In short, it is about reviewing three generations so that the grandchildren rectify the memory of their grandparents once the State has convinced them of the need to be part of a haughty nation: France. It was a vigorous response to what happened on the other side of the Rhine, among the Germans, victorious in Sedan over the controversial Second Empire: fascinating for some, a disgrace for others like Victor Hugo who denied it the cultural value that Mérimée or Viollet conferred on it. le-Duc. But those debates of people of letters, urban liberal class, with solid incomes or good public payrolls, and beautiful country houses, did not reach the rural world, with peasants who seemed taken from a motionless history, with ways of life similar to that of their ancestors in the times of Louis XIII and his musketeers. Men like León Gambetta on behalf of the Third Republic welcomed them as citizens. Because?

In those years, France was filled with cultural plans, and one of the main ones was the need to convince the stubborn peasants that they were all part of the same homeland, the French homeland. Exaggeration? It is enough to see the first peasants who already feel French respond to the call of a Nation in danger in the summer of 1914, and it is enough to see on the monoliths of all the towns the names that gave their lives for the country.
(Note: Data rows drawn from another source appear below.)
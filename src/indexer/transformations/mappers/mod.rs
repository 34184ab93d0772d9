//! Per-module conversion of decoded chain messages into [`SubsetEvent`]s.
//!
//! Every mapper is a plain function of the decoded message and the log produced by
//! executing it, looked up by the legacy `(route, action)` pair of the message.

pub mod auction;
pub mod bank;
pub mod bep3;
pub mod cdp;
pub mod committee;
pub mod crisis;
pub mod distribution;
pub mod evidence;
pub mod gov;
pub mod hard;
pub mod harvest;
pub mod incentive;
pub mod issuance;
pub mod pricefeed;
pub mod slashing;
pub mod staking;

use once_cell::sync::Lazy;
use std::collections::HashMap;

use crate::indexer::transformations::amounts::coin_amount;
use crate::indexer::transformations::messages::ChainMsg;
use crate::models::errors::{AmountError, MapperError};
use crate::models::logs::LogFormat;
use crate::models::proto::Coin;
use crate::models::transactions::{Account, EventTransfer, SubsetEvent, TransactionAmount};

pub type Mapper = fn(&ChainMsg, &LogFormat) -> Result<SubsetEvent, MapperError>;

static REGISTRY: Lazy<HashMap<(&'static str, &'static str), Mapper>> = Lazy::new(|| {
    let entries: [((&'static str, &'static str), Mapper); 46] = [
        (("bank", "send"), bank::send_to_sub),
        (("bank", "multisend"), bank::multisend_to_sub),
        (("staking", "delegate"), staking::delegate_to_sub),
        (("staking", "begin_unbonding"), staking::undelegate_to_sub),
        (("staking", "begin_redelegate"), staking::begin_redelegate_to_sub),
        (("staking", "create_validator"), staking::create_validator_to_sub),
        (("staking", "edit_validator"), staking::edit_validator_to_sub),
        (
            ("distribution", "withdraw_validator_commission"),
            distribution::withdraw_validator_commission_to_sub,
        ),
        (
            ("distribution", "set_withdraw_address"),
            distribution::set_withdraw_address_to_sub,
        ),
        (
            ("distribution", "withdraw_delegator_reward"),
            distribution::withdraw_delegator_reward_to_sub,
        ),
        (
            ("distribution", "fund_community_pool"),
            distribution::fund_community_pool_to_sub,
        ),
        (("gov", "deposit"), gov::deposit_to_sub),
        (("gov", "vote"), gov::vote_to_sub),
        (("gov", "submit_proposal"), gov::submit_proposal_to_sub),
        (("slashing", "unjail"), slashing::unjail_to_sub),
        (("evidence", "submit_evidence"), evidence::submit_evidence_to_sub),
        (("crisis", "verify_invariant"), crisis::verify_invariant_to_sub),
        (("auction", "place_bid"), auction::place_bid_to_sub),
        (("cdp", "create_cdp"), cdp::create_cdp_to_sub),
        (("cdp", "deposit_cdp"), cdp::deposit_cdp_to_sub),
        (("cdp", "withdraw_cdp"), cdp::withdraw_cdp_to_sub),
        (("cdp", "draw_cdp"), cdp::draw_cdp_to_sub),
        (("cdp", "repay_cdp"), cdp::repay_cdp_to_sub),
        (("cdp", "liquidate"), cdp::liquidate_to_sub),
        (("bep3", "createAtomicSwap"), bep3::create_atomic_swap_to_sub),
        (("bep3", "claimAtomicSwap"), bep3::claim_atomic_swap_to_sub),
        (("bep3", "refundAtomicSwap"), bep3::refund_atomic_swap_to_sub),
        (
            ("committee", "commmittee_submit_proposal"),
            committee::submit_proposal_to_sub,
        ),
        (("committee", "committee_vote"), committee::vote_to_sub),
        (("hard", "hard_deposit"), hard::deposit_to_sub),
        (("hard", "hard_withdraw"), hard::withdraw_to_sub),
        (("hard", "hard_borrow"), hard::borrow_to_sub),
        (("hard", "hard_repay"), hard::repay_to_sub),
        (("hard", "hard_liquidate"), hard::liquidate_to_sub),
        (("harvest", "harvest_deposit"), harvest::deposit_to_sub),
        (("harvest", "harvest_withdraw"), harvest::withdraw_to_sub),
        (("harvest", "claim_harvest_reward"), harvest::claim_reward_to_sub),
        (
            ("incentive", "claim_usdx_minting_reward"),
            incentive::claim_reward_to_sub,
        ),
        (("incentive", "claim_hard_reward"), incentive::claim_reward_to_sub),
        (
            ("incentive", "claim_delegator_reward"),
            incentive::claim_reward_to_sub,
        ),
        (("issuance", "issue_tokens"), issuance::issue_tokens_to_sub),
        (("issuance", "redeem_tokens"), issuance::redeem_tokens_to_sub),
        (("issuance", "block_address"), issuance::block_address_to_sub),
        (("issuance", "unblock_address"), issuance::unblock_address_to_sub),
        (
            ("issuance", "change_pause_status"),
            issuance::set_pause_status_to_sub,
        ),
        (("pricefeed", "post_price"), pricefeed::post_price_to_sub),
    ];
    HashMap::from(entries)
});

pub fn lookup(route: &str, action: &str) -> Option<Mapper> {
    REGISTRY.get(&(route, action)).copied()
}

////////////////////////////////////////// Helpers //////////////////////////////////////////

/// Accepts a lowercase `<hrp>1<data>` address whose bech32 checksum verifies.
pub fn is_bech32_address(address: &str) -> bool {
    if address.bytes().any(|b| b.is_ascii_uppercase()) {
        return false;
    }
    match bech32::decode(address) {
        Ok((hrp, data)) => {
            !data.is_empty() && hrp.as_str().bytes().all(|b| b.is_ascii_lowercase())
        }
        Err(_) => false,
    }
}

pub(crate) fn account(field: &'static str, address: &str) -> Result<Account, MapperError> {
    if !is_bech32_address(address) {
        return Err(MapperError::InvalidAddress {
            field,
            address: address.to_string(),
        });
    }
    Ok(Account::new(address))
}

pub(crate) fn coin_amounts(coins: &[Coin]) -> Result<Vec<TransactionAmount>, AmountError> {
    coins.iter().map(coin_amount).collect()
}

pub(crate) fn transfer(
    field: &'static str,
    address: &str,
    coins: &[Coin],
) -> Result<EventTransfer, MapperError> {
    Ok(EventTransfer {
        account: account(field, address)?,
        amounts: coin_amounts(coins)?,
    })
}

/// Inserts a single optional coin under `role`; absent coins are skipped.
pub(crate) fn insert_coin(
    se: &mut SubsetEvent,
    role: &str,
    coin: Option<&Coin>,
) -> Result<(), MapperError> {
    if let Some(coin) = coin {
        se.amount.insert(role.to_string(), coin_amount(coin)?);
    }
    Ok(())
}

/// Keys coins as `prefix`, `prefix_1`, `prefix_2`... or by bare index without a prefix.
pub(crate) fn insert_indexed_coins(
    se: &mut SubsetEvent,
    prefix: Option<&str>,
    coins: &[Coin],
) -> Result<(), MapperError> {
    for (i, coin) in coins.iter().enumerate() {
        let key = match prefix {
            Some(p) if i == 0 => p.to_string(),
            Some(p) => format!("{p}_{i}"),
            None => i.to_string(),
        };
        se.amount.insert(key, coin_amount(coin)?);
    }
    Ok(())
}

#[cfg(test)]
pub(crate) mod fixtures {
    use crate::models::logs::{LogEvents, LogEventsAttributes, LogFormat};

    pub const DELEGATOR: &str = "kava1m5ctmu8hlsqm7wqstxykvl8pxdm9dtvzxh9rrq";
    pub const RECIPIENT: &str = "kava1xy7hrjy9r0algz9w3gzm8u6mrpq97kwta747gj";
    pub const VALIDATOR: &str = "kavavaloper1ffcujj05v6220ccxa6qdnpz3j48ng024ykh2df";

    pub fn transfer_log(pairs: &[(&str, &str)]) -> LogFormat {
        LogFormat {
            success: true,
            events: vec![LogEvents {
                kind: "transfer".to_string(),
                attributes: pairs
                    .iter()
                    .map(|&(k, v)| LogEventsAttributes::from_pairs([(k, v)]))
                    .collect(),
            }],
            ..Default::default()
        }
    }
}

#[cfg(test)]
mod tests {
    use super::fixtures::*;
    use super::*;
    use crate::indexer::transformations::messages::{ChainMsg, route_of};
    use crate::models::proto::{cosmos, kava};

    #[test]
    fn test_address_shape() {
        assert!(is_bech32_address(DELEGATOR));
        assert!(is_bech32_address(VALIDATOR));
        assert!(!is_bech32_address(""));
        assert!(!is_bech32_address("kava1"));
        assert!(!is_bech32_address("KAVA1M5CTMU8HLSQM7WQSTXYKVL8PXDM9DTVZXH9RRQ"));
        assert!(!is_bech32_address("kava1bbbbbbbbbb"));
        assert!(!is_bech32_address("0x52908400098527886E0F7030069857D2E4169EE7"));
    }

    #[test]
    fn test_corrupted_checksum_is_rejected() {
        assert!(!is_bech32_address("kava1m5ctmu8hlsqm7wqstxykvl8pxdm9dtvzxh9rrp"));

        let msg = ChainMsg::BankSend(cosmos::MsgSend {
            from_address: "kava1m5ctmu8hlsqm7wqstxykvl8pxdm9dtvzxh9rrp".to_string(),
            to_address: RECIPIENT.to_string(),
            amount: vec![],
        });
        let mapper = lookup("bank", "send").unwrap();
        assert!(matches!(
            mapper(&msg, &LogFormat::default()),
            Err(MapperError::InvalidAddress { field: "from_address", .. })
        ));
    }

    #[test]
    fn test_every_routed_message_has_a_mapper() {
        for type_url in [
            cosmos::MSG_SEND,
            cosmos::MSG_UNDELEGATE,
            cosmos::MSG_VERIFY_INVARIANT,
            kava::MSG_CREATE_ATOMIC_SWAP,
            kava::MSG_COMMITTEE_SUBMIT_PROPOSAL,
            kava::MSG_CLAIM_DELEGATOR_REWARD,
            kava::MSG_HARVEST_CLAIM_REWARD,
            kava::MSG_SET_PAUSE_STATUS,
            kava::MSG_POST_PRICE,
        ] {
            let (route, action) = route_of(type_url).unwrap();
            assert!(lookup(route, action).is_some(), "{route}/{action}");
        }
        assert!(lookup("bank", "burn").is_none());
    }

    #[test]
    fn test_wrong_message_is_rejected() {
        let mapper = lookup("bank", "send").unwrap();
        let msg = ChainMsg::SlashingUnjail(cosmos::MsgUnjail {
            validator_addr: VALIDATOR.to_string(),
        });
        assert!(matches!(
            mapper(&msg, &LogFormat::default()),
            Err(MapperError::UnexpectedMessage { .. })
        ));
    }

    #[test]
    fn test_indexed_coin_keys() {
        let mut se = SubsetEvent::new("deposit", "gov");
        let coins = [Coin::new("ukava", "1"), Coin::new("hard", "2")];
        insert_indexed_coins(&mut se, Some("deposit"), &coins).unwrap();
        assert!(se.amount.contains_key("deposit"));
        assert!(se.amount.contains_key("deposit_1"));

        let mut se = SubsetEvent::new("hard_deposit", "hard");
        insert_indexed_coins(&mut se, None, &coins).unwrap();
        assert_eq!(se.amount["1"].currency, "hard");
    }
}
There is nothing heroic in this gesture: to understand it we must abandon the old story of class struggles and enter fully into what Weber understood as the great turning point in the history of France, that moment in which “the peasant converted to rationalism He could throw off his baggage of traditional artifices, which served as a shield in the unequal struggle to stay alive, with the intoxicating conviction that, far from being a powerless witness to natural processes, he himself was an agent of change.

As for the past, we will see later: first let's save France by making “popular culture and that of the elites come together again.” In short, reading this masterful book is essential in the current debate about whether the identity of a great nation can reside in its diversity.

Eugen Weber From Peasants to French. taurus Translation by Jordi Ainaud. 800 pages. 42.90 euros.